When I had to do logging in real time, each process used a library which did "logprintf" calls. Those went into a circular buffer which was written to a log file from another thread. If the circular buffer filled, "..." would appear in the log, and log messages would be lost, but the real-time thread would not block.

Interaction between real-time and non-real-time is always tough. It comes up a lot in networked game development.

[1] https://www.kernel.org/doc/html/latest/admin-guide/serial-co...

1 comments

How do you debug kernel boot before that process is started?
In QNX? The boot loader loads the kernel and whatever other processes you put in the boot image. They all start as soon as the kernel starts. The kernel itself is just memory allocation, message passing, CPU dispatching, and timers. It has no I/O at all, no persistent state, and it's passive - any activity initiation has to come from user space. It doesn't even have strings.

Actual kernel debugging is rarely needed except on strange or broken hardware. If you have to do that, you use a JTAG debugger.

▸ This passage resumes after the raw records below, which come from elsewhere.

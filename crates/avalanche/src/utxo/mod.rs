//! The cross-chain UTXO indexing engine.
//!
//! Every output lands as a chain-partitioned record through `upsert`; every
//! consumption is one append to the shared spend index under the consuming
//! chain's prefix. Cross-chain UTXOs are double-written into both partitions
//! named by `(created_on, consumed_on)`, by whichever side gets indexed
//! first; upsert commutativity is what makes the arrival order irrelevant.

use std::sync::Arc;

use serac_core::{
    BlockIndexer, BlockHeight, ChainId, ChainTag, Credential, Id32, IndexError, NetworkParams,
    SpendInfo, StageWatermark, StoredUtxo, TxId, TxIndexer, UnixTime, UtxoBatch, UtxoId,
    UtxoKind, UtxoStore, UtxoUpdate,
};
use tracing::warn;

use crate::{
    archive::TimestampArchive,
    model::{CBlock, PBlock, TransferableInput, TransferableOutput, XBlock, XTxRecord},
    rpc::AtomicInfoProbe,
};

mod balance;
mod contract;
mod exchange;
mod platform;
mod query;

#[cfg(test)]
pub(crate) mod memstore;
#[cfg(test)]
mod tests;

pub use balance::*;
pub use query::*;

pub struct UtxoEngine<S: UtxoStore> {
    store: S,
    params: NetworkParams,
    archive: Option<Arc<TimestampArchive>>,
    atomic_probe: Option<Arc<dyn AtomicInfoProbe>>,
}

impl<S: UtxoStore> UtxoEngine<S> {
    pub fn new(store: S, params: NetworkParams) -> Self {
        Self {
            store,
            params,
            archive: None,
            atomic_probe: None,
        }
    }

    pub fn with_archive(mut self, archive: Arc<TimestampArchive>) -> Self {
        self.archive = Some(archive);
        self
    }

    pub fn with_atomic_probe(mut self, probe: Arc<dyn AtomicInfoProbe>) -> Self {
        self.atomic_probe = Some(probe);
        self
    }

    pub fn store(&self) -> &S {
        &self.store
    }

    pub fn params(&self) -> &NetworkParams {
        &self.params
    }
}

impl<S: UtxoStore> BlockIndexer<PBlock> for UtxoEngine<S> {
    fn name(&self) -> &'static str {
        "utxos"
    }

    fn watermark(&self) -> Result<Option<BlockHeight>, IndexError> {
        Ok(self.store.watermark(StageWatermark::Platform)?)
    }

    fn process_batch(&self, blocks: &[PBlock]) -> Result<(), IndexError> {
        let Some(last) = blocks.last() else {
            return Ok(());
        };

        let mut batch = self.store.start_batch()?;

        for block in blocks {
            platform::apply_block(&mut batch, self, block)?;
        }

        batch.set_watermark(StageWatermark::Platform, last.height)?;
        batch.commit()?;

        Ok(())
    }
}

impl<S: UtxoStore> BlockIndexer<XBlock> for UtxoEngine<S> {
    fn name(&self) -> &'static str {
        "utxos"
    }

    fn watermark(&self) -> Result<Option<BlockHeight>, IndexError> {
        Ok(self.store.watermark(StageWatermark::ExchangeBlocks)?)
    }

    fn process_batch(&self, blocks: &[XBlock]) -> Result<(), IndexError> {
        let Some(last) = blocks.last() else {
            return Ok(());
        };

        let mut batch = self.store.start_batch()?;

        for block in blocks {
            exchange::apply_block(&mut batch, self, block)?;
        }

        batch.set_watermark(StageWatermark::ExchangeBlocks, last.height)?;
        batch.commit()?;

        Ok(())
    }
}

impl<S: UtxoStore> BlockIndexer<CBlock> for UtxoEngine<S> {
    fn name(&self) -> &'static str {
        "utxos"
    }

    fn watermark(&self) -> Result<Option<BlockHeight>, IndexError> {
        Ok(self.store.watermark(StageWatermark::Contract)?)
    }

    fn process_batch(&self, blocks: &[CBlock]) -> Result<(), IndexError> {
        let Some(last) = blocks.last() else {
            return Ok(());
        };

        let mut batch = self.store.start_batch()?;

        for block in blocks {
            contract::apply_block(&mut batch, self, block)?;
        }

        batch.set_watermark(StageWatermark::Contract, last.height)?;
        batch.commit()?;

        Ok(())
    }
}

impl<S: UtxoStore> TxIndexer<XTxRecord> for UtxoEngine<S> {
    fn name(&self) -> &'static str {
        "utxos"
    }

    fn tx_watermark(&self) -> Result<Option<u64>, IndexError> {
        Ok(self.store.watermark(StageWatermark::ExchangePreCortina)?)
    }

    fn process_tx_batch(&self, txs: &[XTxRecord]) -> Result<(), IndexError> {
        let Some(last) = txs.last() else {
            return Ok(());
        };

        let mut batch = self.store.start_batch()?;

        for record in txs {
            exchange::apply_pre_cortina_tx(&mut batch, self, record)?;
        }

        batch.set_watermark(StageWatermark::ExchangePreCortina, last.index)?;
        batch.commit()?;

        Ok(())
    }
}

/// Where an output was created, relative to the block being indexed.
#[derive(Debug, Clone, Copy)]
pub(crate) struct BlockCoords {
    pub block_number: Option<BlockHeight>,
    pub timestamp: UnixTime,
}

/// Build the creation-side update for one output.
#[allow(clippy::too_many_arguments)]
pub(crate) fn creation_update(
    out: &TransferableOutput,
    tx_id: &TxId,
    output_index: u32,
    created_on: ChainId,
    consumed_on: ChainId,
    coords: BlockCoords,
) -> UtxoUpdate {
    UtxoUpdate {
        tx_id: Some(*tx_id),
        output_index: Some(output_index),
        asset_id: Some(out.asset_id),
        amount: out.output.amount().map(|a| a.to_string()),
        addresses: Some(out.output.addresses().to_vec()),
        threshold: Some(out.output.threshold()),
        kind: Some(out.output.kind()),
        platform_locktime: Some(out.output.locktime()),
        stakeable_locktime: out.output.stakeable_locktime(),
        created_on_chain: Some(created_on),
        consumed_on_chain: Some(consumed_on),
        block_number: coords.block_number,
        block_timestamp: Some(coords.timestamp),
        utxo_bytes: Some(out.canonical_bytes()),
        payload: out.output.payload().map(|p| p.to_vec()),
        group_id: out.output.group_id(),
        fx_id: out.fx_id,
        ..Default::default()
    }
}

/// Upsert a freshly created output into one chain partition and index its
/// addresses.
pub(crate) fn write_creation<B: UtxoBatch>(
    batch: &mut B,
    partition: ChainTag,
    id: &UtxoId,
    update: UtxoUpdate,
) -> Result<(), IndexError> {
    let addresses = update.addresses.clone().unwrap_or_default();

    batch.upsert(partition, id, update)?;

    for address in addresses {
        batch.index_address(partition, &address, id)?;
    }

    Ok(())
}

/// Mark one input consumed: spend-index append under every named partition
/// plus a consumption upsert so partial records carry `consumed_on_chain`.
pub(crate) fn write_consumption<B: UtxoBatch>(
    batch: &mut B,
    partitions: &[ChainTag],
    input: &TransferableInput,
    info: &SpendInfo,
) -> Result<(), IndexError> {
    let id = input.utxo_id();

    for partition in partitions {
        batch.mark_spent(*partition, &id, info)?;

        batch.upsert(
            *partition,
            &id,
            UtxoUpdate {
                tx_id: Some(input.tx_id),
                output_index: Some(input.output_index),
                asset_id: Some(input.asset_id),
                // operation refs carry no amount; never clobber a real one
                amount: (input.amount > 0).then(|| input.amount.to_string()),
                consumed_on_chain: Some(info.consumed_on_chain),
                ..Default::default()
            },
        )?;
    }

    Ok(())
}

/// Resolve the partition tag for a foreign chain id. Unknown chains produce a
/// notice and no write: the record stays partial.
pub(crate) fn foreign_partition(
    params: &NetworkParams,
    chain: &ChainId,
    context: &str,
) -> Option<ChainTag> {
    let tag = params.tag_for_chain(chain);

    if tag.is_none() {
        warn!(%chain, context, "cross-chain reference to a chain this node does not index");
    }

    tag
}

/// Fill creation coords on an imported record: real coords when the atomic
/// probe can resolve them, fallback coords from the importing block
/// otherwise. The fallback only lands when no earlier creation data exists.
pub(crate) fn import_creation_fill<S: UtxoStore, B: UtxoBatch>(
    batch: &mut B,
    engine: &UtxoEngine<S>,
    partitions: &[ChainTag],
    source_chain: &ChainId,
    input: &TransferableInput,
    coords: BlockCoords,
) -> Result<(), IndexError> {
    let id = input.utxo_id();

    let resolved = engine
        .atomic_probe
        .as_ref()
        .filter(|_| *source_chain == engine.params.c_chain_id)
        .and_then(|probe| match probe.atomic_tx_info(source_chain, &input.tx_id) {
            Ok(info) => Some(info),
            Err(err) => {
                warn!(tx = %input.tx_id, %err, "atomic tx info lookup failed, using fallback coords");
                None
            }
        });

    let update = match resolved {
        Some(info) => UtxoUpdate {
            created_on_chain: Some(*source_chain),
            block_number: Some(info.block_number),
            block_timestamp: Some(info.block_timestamp),
            ..Default::default()
        },
        None => UtxoUpdate {
            created_on_chain: Some(*source_chain),
            block_number: coords.block_number,
            block_timestamp: Some(coords.timestamp),
            creation_is_fallback: true,
            ..Default::default()
        },
    };

    for partition in partitions {
        batch.upsert(*partition, &id, update.clone())?;
    }

    Ok(())
}

/// Read-your-writes helper used in tests and by the query layer: a record is
/// the committed one; `None` means untouched id.
pub fn lookup<S: UtxoStore>(
    store: &S,
    chain: ChainTag,
    id: &UtxoId,
) -> Result<Option<(StoredUtxo, Option<SpendInfo>)>, IndexError> {
    let Some(utxo) = store.get_utxo(chain, id)? else {
        return Ok(None);
    };

    let spend = store.get_spend(chain, id)?;
    Ok(Some((utxo, spend)))
}

pub(crate) fn stake_update_extras(
    update: &mut UtxoUpdate,
    node_id: &str,
    start: UnixTime,
    end: UnixTime,
    reward_addresses: &[String],
) {
    update.kind = Some(UtxoKind::Stake);
    update.staked = Some(true);
    update.stake_start = Some(start);
    update.stake_end = Some(end);
    update.node_id = Some(node_id.to_string());
    update.reward_addresses = Some(reward_addresses.to_vec());
}

pub(crate) fn utxo_id_of(tx_id: &TxId, index: u32) -> Id32 {
    Id32::for_output(tx_id, index)
}

pub(crate) fn credential_list(
    unsigned: &[u8],
    signatures: &[crate::model::RawSignature],
) -> Option<Vec<Credential>> {
    if signatures.is_empty() {
        return None;
    }

    Some(crate::utxo::contract::recover_credentials(unsigned, signatures))
}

Further startup is handled by a startup process in the boot image. It's running in user space, and loads more drivers, file systems, networking, etc. Anything it needs to log it sends to a user space logger process that was also part of the boot image. What that does depends on the target hardware. Often, there's no console or display in embedded. It might send on a network. Or write to a circular buffer that can be read out later.

In terms of print debugging, one way is by using lower level printing routines, like something specific to the target system you're using that sends bytes directly to a serial port.